Task instructions — Copy each line of the data below with the word "Initialize".

[Stored items]
────────────────────────────────────────

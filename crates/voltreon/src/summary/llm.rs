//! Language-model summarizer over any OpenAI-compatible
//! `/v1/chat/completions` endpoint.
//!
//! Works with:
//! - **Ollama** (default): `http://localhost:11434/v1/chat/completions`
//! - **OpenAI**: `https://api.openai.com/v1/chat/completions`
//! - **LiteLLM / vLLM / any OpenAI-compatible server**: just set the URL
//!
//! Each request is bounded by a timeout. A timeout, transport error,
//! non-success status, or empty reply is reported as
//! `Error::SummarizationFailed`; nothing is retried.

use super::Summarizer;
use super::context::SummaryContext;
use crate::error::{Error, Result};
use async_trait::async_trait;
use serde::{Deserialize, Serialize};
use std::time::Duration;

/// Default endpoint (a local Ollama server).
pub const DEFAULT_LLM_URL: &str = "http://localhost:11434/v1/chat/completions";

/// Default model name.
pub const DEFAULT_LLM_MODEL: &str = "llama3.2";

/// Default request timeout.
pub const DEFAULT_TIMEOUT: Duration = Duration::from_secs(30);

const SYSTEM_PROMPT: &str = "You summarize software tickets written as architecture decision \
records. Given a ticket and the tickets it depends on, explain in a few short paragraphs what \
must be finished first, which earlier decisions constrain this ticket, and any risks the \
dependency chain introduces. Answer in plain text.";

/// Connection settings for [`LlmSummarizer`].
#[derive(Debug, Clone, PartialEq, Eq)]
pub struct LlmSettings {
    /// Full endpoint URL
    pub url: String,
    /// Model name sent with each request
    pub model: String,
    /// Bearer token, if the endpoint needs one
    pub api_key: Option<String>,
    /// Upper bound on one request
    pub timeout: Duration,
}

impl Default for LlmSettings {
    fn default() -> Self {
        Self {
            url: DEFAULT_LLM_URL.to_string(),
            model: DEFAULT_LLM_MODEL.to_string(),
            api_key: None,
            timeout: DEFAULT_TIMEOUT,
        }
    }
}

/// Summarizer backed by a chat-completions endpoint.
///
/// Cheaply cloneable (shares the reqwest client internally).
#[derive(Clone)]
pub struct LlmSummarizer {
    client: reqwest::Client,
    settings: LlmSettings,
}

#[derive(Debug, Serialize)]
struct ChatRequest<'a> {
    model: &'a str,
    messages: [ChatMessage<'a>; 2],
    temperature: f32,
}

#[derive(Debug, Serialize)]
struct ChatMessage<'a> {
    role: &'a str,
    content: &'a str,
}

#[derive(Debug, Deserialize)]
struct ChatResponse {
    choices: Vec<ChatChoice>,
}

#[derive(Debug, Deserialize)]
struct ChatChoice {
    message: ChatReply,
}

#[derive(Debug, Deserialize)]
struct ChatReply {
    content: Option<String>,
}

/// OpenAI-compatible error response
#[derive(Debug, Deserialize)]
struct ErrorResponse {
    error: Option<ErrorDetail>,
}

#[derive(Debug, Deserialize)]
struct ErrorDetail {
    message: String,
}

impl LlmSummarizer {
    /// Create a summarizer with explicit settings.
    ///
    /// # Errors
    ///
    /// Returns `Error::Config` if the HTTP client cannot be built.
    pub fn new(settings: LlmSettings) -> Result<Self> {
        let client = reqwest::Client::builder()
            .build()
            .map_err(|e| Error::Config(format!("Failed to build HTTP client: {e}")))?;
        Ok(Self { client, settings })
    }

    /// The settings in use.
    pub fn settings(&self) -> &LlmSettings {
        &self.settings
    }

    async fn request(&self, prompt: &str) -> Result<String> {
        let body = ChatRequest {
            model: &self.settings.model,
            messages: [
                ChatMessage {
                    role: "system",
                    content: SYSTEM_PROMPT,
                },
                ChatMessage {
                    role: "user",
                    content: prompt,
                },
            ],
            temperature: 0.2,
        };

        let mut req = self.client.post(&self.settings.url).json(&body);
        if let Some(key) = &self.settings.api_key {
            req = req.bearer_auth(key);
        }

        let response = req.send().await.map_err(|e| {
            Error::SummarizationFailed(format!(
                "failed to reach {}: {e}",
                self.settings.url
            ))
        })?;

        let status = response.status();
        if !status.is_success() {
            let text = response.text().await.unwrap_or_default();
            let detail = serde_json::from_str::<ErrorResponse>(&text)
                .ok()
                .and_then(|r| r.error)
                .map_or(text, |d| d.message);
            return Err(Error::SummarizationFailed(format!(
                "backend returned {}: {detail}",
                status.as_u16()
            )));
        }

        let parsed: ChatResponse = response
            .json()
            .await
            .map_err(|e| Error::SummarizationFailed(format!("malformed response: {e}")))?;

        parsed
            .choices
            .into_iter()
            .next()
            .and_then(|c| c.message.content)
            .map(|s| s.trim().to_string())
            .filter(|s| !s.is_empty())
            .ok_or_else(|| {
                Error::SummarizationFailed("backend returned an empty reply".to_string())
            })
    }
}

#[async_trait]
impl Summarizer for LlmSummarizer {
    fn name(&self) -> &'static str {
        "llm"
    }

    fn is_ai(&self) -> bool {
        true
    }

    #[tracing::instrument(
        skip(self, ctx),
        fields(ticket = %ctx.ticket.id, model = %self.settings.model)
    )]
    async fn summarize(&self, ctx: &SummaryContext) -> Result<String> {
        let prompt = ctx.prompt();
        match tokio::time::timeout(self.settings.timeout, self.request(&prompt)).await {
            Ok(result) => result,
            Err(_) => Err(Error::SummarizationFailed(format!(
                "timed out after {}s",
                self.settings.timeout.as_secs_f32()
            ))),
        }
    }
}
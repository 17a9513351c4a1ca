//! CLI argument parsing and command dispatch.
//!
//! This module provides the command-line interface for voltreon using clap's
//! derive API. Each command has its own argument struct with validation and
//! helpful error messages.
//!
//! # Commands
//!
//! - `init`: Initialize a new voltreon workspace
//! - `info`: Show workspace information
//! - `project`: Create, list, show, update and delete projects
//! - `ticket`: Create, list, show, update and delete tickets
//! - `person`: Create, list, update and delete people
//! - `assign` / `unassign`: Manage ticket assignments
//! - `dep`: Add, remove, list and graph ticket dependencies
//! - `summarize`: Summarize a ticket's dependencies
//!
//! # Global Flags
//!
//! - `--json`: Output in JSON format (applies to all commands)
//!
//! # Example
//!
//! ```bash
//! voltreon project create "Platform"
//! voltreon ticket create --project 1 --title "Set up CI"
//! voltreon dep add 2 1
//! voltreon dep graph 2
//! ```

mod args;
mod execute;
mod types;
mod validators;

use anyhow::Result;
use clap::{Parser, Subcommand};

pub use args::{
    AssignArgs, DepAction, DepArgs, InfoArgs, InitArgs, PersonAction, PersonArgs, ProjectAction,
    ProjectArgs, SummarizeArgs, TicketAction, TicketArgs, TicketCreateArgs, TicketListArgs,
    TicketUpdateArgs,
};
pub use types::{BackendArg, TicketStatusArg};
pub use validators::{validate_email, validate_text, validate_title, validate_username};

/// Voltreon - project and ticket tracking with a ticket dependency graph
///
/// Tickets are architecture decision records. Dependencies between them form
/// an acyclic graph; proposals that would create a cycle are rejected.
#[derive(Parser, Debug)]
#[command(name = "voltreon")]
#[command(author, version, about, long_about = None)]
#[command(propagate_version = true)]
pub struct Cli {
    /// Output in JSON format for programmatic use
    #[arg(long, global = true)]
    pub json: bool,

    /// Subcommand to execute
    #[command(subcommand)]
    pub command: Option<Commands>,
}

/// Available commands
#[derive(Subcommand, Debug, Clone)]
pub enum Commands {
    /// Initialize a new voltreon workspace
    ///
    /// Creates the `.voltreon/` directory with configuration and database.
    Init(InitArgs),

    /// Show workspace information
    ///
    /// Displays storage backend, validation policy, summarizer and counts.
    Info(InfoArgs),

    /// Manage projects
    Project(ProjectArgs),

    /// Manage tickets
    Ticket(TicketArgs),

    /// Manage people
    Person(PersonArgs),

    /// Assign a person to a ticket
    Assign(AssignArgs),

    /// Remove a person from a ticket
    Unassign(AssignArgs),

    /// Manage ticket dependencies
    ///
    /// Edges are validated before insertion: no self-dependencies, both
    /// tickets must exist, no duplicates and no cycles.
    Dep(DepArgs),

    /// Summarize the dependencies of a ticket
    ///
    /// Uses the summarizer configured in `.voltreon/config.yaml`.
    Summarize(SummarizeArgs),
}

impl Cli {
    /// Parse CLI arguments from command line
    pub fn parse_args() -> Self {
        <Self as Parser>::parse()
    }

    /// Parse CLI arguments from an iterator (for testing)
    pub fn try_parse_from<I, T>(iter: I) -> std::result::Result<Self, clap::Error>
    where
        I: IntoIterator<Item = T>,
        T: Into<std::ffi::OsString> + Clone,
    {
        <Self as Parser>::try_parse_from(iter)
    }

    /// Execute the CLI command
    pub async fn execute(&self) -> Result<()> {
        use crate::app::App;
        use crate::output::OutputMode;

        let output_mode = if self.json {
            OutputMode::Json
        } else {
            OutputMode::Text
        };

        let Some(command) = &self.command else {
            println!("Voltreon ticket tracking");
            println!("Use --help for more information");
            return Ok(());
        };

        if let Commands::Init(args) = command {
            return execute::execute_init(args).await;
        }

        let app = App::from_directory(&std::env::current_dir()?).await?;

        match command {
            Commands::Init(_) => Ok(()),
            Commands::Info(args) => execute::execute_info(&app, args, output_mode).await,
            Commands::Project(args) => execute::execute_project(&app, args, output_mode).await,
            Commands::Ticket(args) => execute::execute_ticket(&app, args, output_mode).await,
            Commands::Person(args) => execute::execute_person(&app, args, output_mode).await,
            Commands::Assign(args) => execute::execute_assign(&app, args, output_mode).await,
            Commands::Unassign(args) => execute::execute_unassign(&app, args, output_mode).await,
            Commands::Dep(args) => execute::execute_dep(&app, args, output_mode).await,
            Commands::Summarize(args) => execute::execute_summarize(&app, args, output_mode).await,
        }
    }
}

────────────────────────────────────────

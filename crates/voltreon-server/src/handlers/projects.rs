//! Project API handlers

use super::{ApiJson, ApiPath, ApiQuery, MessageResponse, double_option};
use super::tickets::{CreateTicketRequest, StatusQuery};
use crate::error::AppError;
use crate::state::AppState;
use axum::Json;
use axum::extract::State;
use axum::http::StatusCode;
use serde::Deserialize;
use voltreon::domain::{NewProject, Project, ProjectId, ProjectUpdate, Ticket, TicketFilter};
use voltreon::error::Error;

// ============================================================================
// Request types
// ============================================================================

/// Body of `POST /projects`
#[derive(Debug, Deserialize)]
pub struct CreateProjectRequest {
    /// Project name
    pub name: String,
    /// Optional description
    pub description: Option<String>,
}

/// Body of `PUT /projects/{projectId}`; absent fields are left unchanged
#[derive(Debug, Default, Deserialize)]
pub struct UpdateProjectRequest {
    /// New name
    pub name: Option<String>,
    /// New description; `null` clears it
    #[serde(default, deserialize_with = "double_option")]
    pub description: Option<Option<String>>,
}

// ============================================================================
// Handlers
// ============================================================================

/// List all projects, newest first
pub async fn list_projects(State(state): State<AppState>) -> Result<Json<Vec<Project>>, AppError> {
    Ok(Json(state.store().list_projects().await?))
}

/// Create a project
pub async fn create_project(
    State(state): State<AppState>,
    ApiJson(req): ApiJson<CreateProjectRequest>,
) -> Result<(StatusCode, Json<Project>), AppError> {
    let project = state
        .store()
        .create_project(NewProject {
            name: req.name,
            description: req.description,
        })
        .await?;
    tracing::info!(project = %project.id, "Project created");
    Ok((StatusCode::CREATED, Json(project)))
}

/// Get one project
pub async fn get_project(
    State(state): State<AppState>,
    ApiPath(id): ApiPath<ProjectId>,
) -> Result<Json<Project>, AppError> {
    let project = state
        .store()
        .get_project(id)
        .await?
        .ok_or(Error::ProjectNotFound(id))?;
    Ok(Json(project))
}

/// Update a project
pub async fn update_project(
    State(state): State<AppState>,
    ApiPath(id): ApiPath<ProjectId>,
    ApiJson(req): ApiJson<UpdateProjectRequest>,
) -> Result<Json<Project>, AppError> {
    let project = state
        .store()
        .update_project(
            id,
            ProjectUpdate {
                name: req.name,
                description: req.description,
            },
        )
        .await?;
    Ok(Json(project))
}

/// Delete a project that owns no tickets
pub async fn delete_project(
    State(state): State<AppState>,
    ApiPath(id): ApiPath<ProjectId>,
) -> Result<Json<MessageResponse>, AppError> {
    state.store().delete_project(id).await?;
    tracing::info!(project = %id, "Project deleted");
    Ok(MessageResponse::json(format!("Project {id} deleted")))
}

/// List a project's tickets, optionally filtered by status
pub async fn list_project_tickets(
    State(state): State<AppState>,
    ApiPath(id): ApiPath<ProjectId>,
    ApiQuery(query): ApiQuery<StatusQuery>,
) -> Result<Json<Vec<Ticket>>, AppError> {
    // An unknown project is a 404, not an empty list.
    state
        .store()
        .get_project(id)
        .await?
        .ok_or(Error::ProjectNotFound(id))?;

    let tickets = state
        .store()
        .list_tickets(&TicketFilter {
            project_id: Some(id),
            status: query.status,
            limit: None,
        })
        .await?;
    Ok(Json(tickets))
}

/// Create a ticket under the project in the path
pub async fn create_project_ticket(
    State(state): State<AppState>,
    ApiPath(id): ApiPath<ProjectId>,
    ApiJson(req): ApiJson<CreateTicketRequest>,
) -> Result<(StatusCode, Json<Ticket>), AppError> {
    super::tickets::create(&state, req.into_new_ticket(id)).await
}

────────────────────────────────────────

Problem solution —
//! - `init`: Initialize a new voltreon workspace
    /// Initialize a new voltreon workspace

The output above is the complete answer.